Lai Yanna, DeNardo Anthony, Niranjan Selvanayagam, Sriram Krishna B
a Department of Respiratory Medicine , Gold Coast University Hospital , Southport , Australia.
b Department of Medicine , Gold Coast University Hospital , Southport , Australia.
Hosp Pract (1995). 2017 Dec;45(5):253-257. doi: 10.1080/21548331.2017.1375373. Epub 2017 Sep 8.
Chronic obstructive pulmonary disease (COPD), especially acute exacerbations of COPD, are associated with increased cardiovascular mortality, including sudden cardiac death. Previous studies have reported that ECG abnormalities are common in stable COPD patients. However, the prognostic utility of ECG taken at the time of AECOPD is not known. In this study we sought to address this gap in knowledge pertaining to ECG parameters at time of AECOPD and overall survival.
We conducted a retrospective cohort study of patients admitted to our institution with a primary diagnosis of AECOPD. Standard 12-lead ECG obtained at the time of initial presentation was evaluated. The primary outcome was overall survival.
Two hundred and eleven AECOPD patients were considered for the study. Death had occurred in 42 (20%) patients at follow-up. Among the different ECG parameters evaluated, the QT Dispersion (QTD) and corrected QT Dispersion (QTcD) were significantly associated with increased mortality. Receiver Operator Characteristic analysis identified QTcD >48msec had a sensitivity of 90% and specificity of 55% in predicting death and QTcD >48msec was also associated with worse overall survival (months) (mean ± SD: 26 ± 1.0 vs. 30 ± 0.7, p = 0.001).

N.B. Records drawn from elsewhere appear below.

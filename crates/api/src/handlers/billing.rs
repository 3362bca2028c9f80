//! Handlers for the `/billing` resource: subscription state, Stripe
//! checkout/portal redirects, and the webhook endpoint.

use axum::body::Bytes;
use axum::extract::State;
use axum::http::HeaderMap;
use axum::Json;
use chrono::Utc;
use serde::{Deserialize, Serialize};
use slettmeg_billing::client::StripeClient;
use slettmeg_billing::event::{parse_event, StripeEvent};
use slettmeg_billing::webhook::verify_signature;
use slettmeg_billing::BillingError;
use slettmeg_core::status::{Plan, SubscriptionStatus};
use slettmeg_db::models::subscription::{ApplySubscriptionChange, Subscription};
use slettmeg_db::repositories::SubscriptionRepo;

use crate::error::{AppError, AppResult};
use crate::middleware::auth::AuthUser;
use crate::response::DataResponse;
use crate::state::AppState;

// ---------------------------------------------------------------------------
// Request / response types
// ---------------------------------------------------------------------------

/// Request body for `POST /billing/checkout`.
#[derive(Debug, Deserialize)]
pub struct CheckoutBody {
    /// `pro` or `business`.
    pub plan: Plan,
}

/// Hosted-page redirect returned by checkout and portal.
#[derive(Debug, Serialize)]
pub struct RedirectResponse {
    pub url: String,
}

/// Webhook acknowledgement body.
#[derive(Debug, Serialize)]
pub struct WebhookAck {
    pub received: bool,
}

// ---------------------------------------------------------------------------
// Handlers
// ---------------------------------------------------------------------------

/// GET /api/v1/billing/subscription
///
/// The user's subscription. Every account has one; a missing row is
/// repaired to the free plan on read.
pub async fn get_subscription(
    State(state): State<AppState>,
    auth_user: AuthUser,
) -> AppResult<Json<DataResponse<Subscription>>> {
    let subscription = SubscriptionRepo::ensure_free(&state.pool, auth_user.user_id).await?;
    Ok(Json(DataResponse { data: subscription }))
}

/// POST /api/v1/billing/checkout
///
/// Create a Stripe checkout session for a paid plan and return the
/// hosted payment URL. Creates the Stripe customer on first use.
pub async fn create_checkout(
    State(state): State<AppState>,
    auth_user: AuthUser,
    Json(input): Json<CheckoutBody>,
) -> AppResult<Json<DataResponse<RedirectResponse>>> {
    let billing = require_billing(&state)?;

    let price_id = match input.plan {
        Plan::Pro => billing.config().price_pro.clone(),
        Plan::Business => billing.config().price_business.clone(),
        Plan::Free => {
            return Err(AppError::BadRequest(
                "The free plan does not require checkout".to_string(),
            ))
        }
    };

    // 1. Every paying user needs a Stripe customer; create one lazily.
    let subscription = SubscriptionRepo::ensure_free(&state.pool, auth_user.user_id).await?;
    let customer_id = match subscription.stripe_customer_id {
        Some(id) => id,
        None => {
            let id = billing
                .create_customer(&auth_user.email, None, auth_user.user_id)
                .await?;
            SubscriptionRepo::set_stripe_customer(&state.pool, auth_user.user_id, &id).await?;
            id
        }
    };

    // 2. Hosted checkout; Stripe redirects back to the app either way.
    let success_url = format!("{}/billing?checkout=success", state.config.app_url);
    let cancel_url = format!("{}/billing?checkout=cancelled", state.config.app_url);
    let url = billing
        .create_checkout_session(
            &customer_id,
            &price_id,
            auth_user.user_id,
            &success_url,
            &cancel_url,
        )
        .await?;

    Ok(Json(DataResponse {
        data: RedirectResponse { url },
    }))
}

/// POST /api/v1/billing/portal
///
/// Create a Stripe billing-portal session. Only meaningful once the
/// user has a Stripe customer, i.e. has been through checkout.
pub async fn create_portal(
    State(state): State<AppState>,
    auth_user: AuthUser,
) -> AppResult<Json<DataResponse<RedirectResponse>>> {
    let billing = require_billing(&state)?;

    let subscription = SubscriptionRepo::find_by_user(&state.pool, auth_user.user_id).await?;
    let customer_id = subscription
        .and_then(|s| s.stripe_customer_id)
        .ok_or_else(|| AppError::NotFound("No billing account exists yet".to_string()))?;

    let return_url = format!("{}/billing", state.config.app_url);
    let url = billing.create_portal_session(&customer_id, &return_url).await?;

    Ok(Json(DataResponse {
        data: RedirectResponse { url },
    }))
}

/// POST /api/v1/billing/webhook
///
/// Stripe webhook endpoint. Verifies the `Stripe-Signature` header
/// against the raw body before parsing, then applies the event to the
/// subscription row keyed by Stripe customer id. Unknown event types are
/// acknowledged without action so Stripe does not retry them.
pub async fn webhook(
    State(state): State<AppState>,
    headers: HeaderMap,
    body: Bytes,
) -> AppResult<Json<WebhookAck>> {
    let billing = require_billing(&state)?;

    // 1. Signature check on the raw bytes.
    let signature = headers
        .get("stripe-signature")
        .and_then(|v| v.to_str().ok())
        .ok_or(AppError::Billing(BillingError::InvalidSignature(
            "missing Stripe-Signature header",
        )))?;
    verify_signature(
        &body,
        signature,
        &billing.config().webhook_secret,
        Utc::now().timestamp(),
    )?;

    // 2. Parse and apply.
    let event = parse_event(&body)?;
    apply_event(&state, billing, event).await?;

    Ok(Json(WebhookAck { received: true }))
}

// ---------------------------------------------------------------------------
// Helpers
// ---------------------------------------------------------------------------

fn require_billing(state: &AppState) -> AppResult<&StripeClient> {
    state
        .billing
        .as_deref()
        .ok_or(AppError::ServiceUnavailable("Billing"))
}

/// Apply one webhook event to the subscription table.
async fn apply_event(
    state: &AppState,
    billing: &StripeClient,
    event: StripeEvent,
) -> AppResult<()> {
    match event {
        // Checkout links the customer id to the user when metadata made
        // the round trip; the plan itself arrives on the subscription
        // created/updated event that follows.
        StripeEvent::CheckoutCompleted {
            customer,
            subscription,
            user_id,
        } => {
            if let Some(user_id) = user_id {
                SubscriptionRepo::set_stripe_customer(&state.pool, user_id, &customer).await?;
            }
            tracing::info!(customer, subscription, "checkout completed");
        }
        StripeEvent::SubscriptionChanged {
            customer,
            subscription,
            status,
            price_id,
            current_period_end,
        } => {
            let plan = price_id
                .as_deref()
                .map(|id| billing.config().plan_for_price(id))
                .unwrap_or(Plan::Free);
            let change = ApplySubscriptionChange {
                plan,
                status: SubscriptionStatus::from_stripe(&status),
                stripe_subscription_id: Some(subscription),
                stripe_price_id: price_id,
                current_period_end,
            };
            apply_change(state, &customer, &change).await?;
        }
        StripeEvent::SubscriptionDeleted { customer } => {
            let change = ApplySubscriptionChange {
                plan: Plan::Free,
                status: SubscriptionStatus::Canceled,
                stripe_subscription_id: None,
                stripe_price_id: None,
                current_period_end: None,
            };
            apply_change(state, &customer, &change).await?;
        }
        StripeEvent::PaymentSucceeded { customer } => {
            mark_status(state, &customer, SubscriptionStatus::Active).await?;
        }
        StripeEvent::PaymentFailed { customer } => {
            mark_status(state, &customer, SubscriptionStatus::PastDue).await?;
        }
        StripeEvent::Ignored => {}
    }
    Ok(())
}

async fn apply_change(
    state: &AppState,
    customer: &str,
    change: &ApplySubscriptionChange,
) -> AppResult<()> {
    let updated = SubscriptionRepo::apply_change(&state.pool, customer, change).await?;
    if updated.is_none() {
        // An event for a customer we never issued; log and acknowledge so
        // Stripe stops retrying.
        tracing::warn!(customer, "webhook event for unknown Stripe customer");
    }
    Ok(())
}

/// Update only the status, keeping plan and period fields as they are.
async fn mark_status(
    state: &AppState,
    customer: &str,
    status: SubscriptionStatus,
) -> AppResult<()> {
    let Some(existing) = SubscriptionRepo::find_by_stripe_customer(&state.pool, customer).await?
    else {
        tracing::warn!(customer, "webhook event for unknown Stripe customer");
        return Ok(());
    };
    let change = ApplySubscriptionChange {
        plan: existing.plan,
        status,
        stripe_subscription_id: existing.stripe_subscription_id,
        stripe_price_id: existing.stripe_price_id,
        current_period_end: existing.current_period_end,
    };
    SubscriptionRepo::apply_change(&state.pool, customer, &change).await?;
    Ok(())
}
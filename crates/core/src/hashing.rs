//! Shared SHA-256 hex digest utility.
//!
//! Used for magic-link tokens and refresh tokens: the database only ever
//! sees the digest, never the raw token.

use sha2::{Digest, Sha256};

/// Compute a SHA-256 hex digest of the given bytes.
pub fn sha256_hex(data: &[u8]) -> String {
    let hash = Sha256::digest(data);
    format!("{hash:x}")
}

#[cfg(test)]
mod tests {
    use super::*;

    #[test]
    fn empty_input_produces_known_hash() {
        let hash = sha256_hex(b"");
        assert_eq!(
            hash,
            "e3b0c44298fc1c149afbf4c8996fb92427ae41e4649b934ca495991b7852b855"
        );
    }

    #[test]
    fn consistent_output() {
        let data = b"hello world";
        assert_eq!(sha256_hex(data), sha256_hex(data));
        assert_eq!(sha256_hex(data).len(), 64);
    }
}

QTcD ≥48msec is associated with increased mortality. Further research is required to better understand this association and potentially identify reversible factors that if appropriately addressed, may ultimately improve the prognosis of patients with COPD.
慢性阻塞性肺疾病(COPD),尤其是慢性阻塞性肺疾病急性加重(AECOPD),与心血管疾病死亡率增加相关,包括心源性猝死。既往研究报道,心电图异常在稳定期COPD患者中很常见。然而,AECOPD时心电图的预后价值尚不清楚。在本研究中,我们试图填补这一关于AECOPD时心电图参数与总生存率相关知识的空白。
我们对我院以AECOPD为主要诊断入院的患者进行了一项回顾性队列研究。评估了初次就诊时获得的标准12导联心电图。主要结局是总生存率。
211例AECOPD患者纳入本研究。随访期间42例(20%)患者死亡。在评估的不同心电图参数中,QT离散度(QTD)和校正QT离散度(QTcD)与死亡率增加显著相关。受试者工作特征分析表明,QTcD>48毫秒在预测死亡方面的敏感性为90%,特异性为55%,且QTcD>48毫秒也与较差的总生存率(月)相关(均值±标准差:26±1.0 vs. 30±0.7,p = 0.001)。
QTcD≥48毫秒与死亡率增加相关。需要进一步研究以更好地理解这种关联,并潜在地识别出如果得到适当处理可能最终改善COPD患者预后的可逆因素。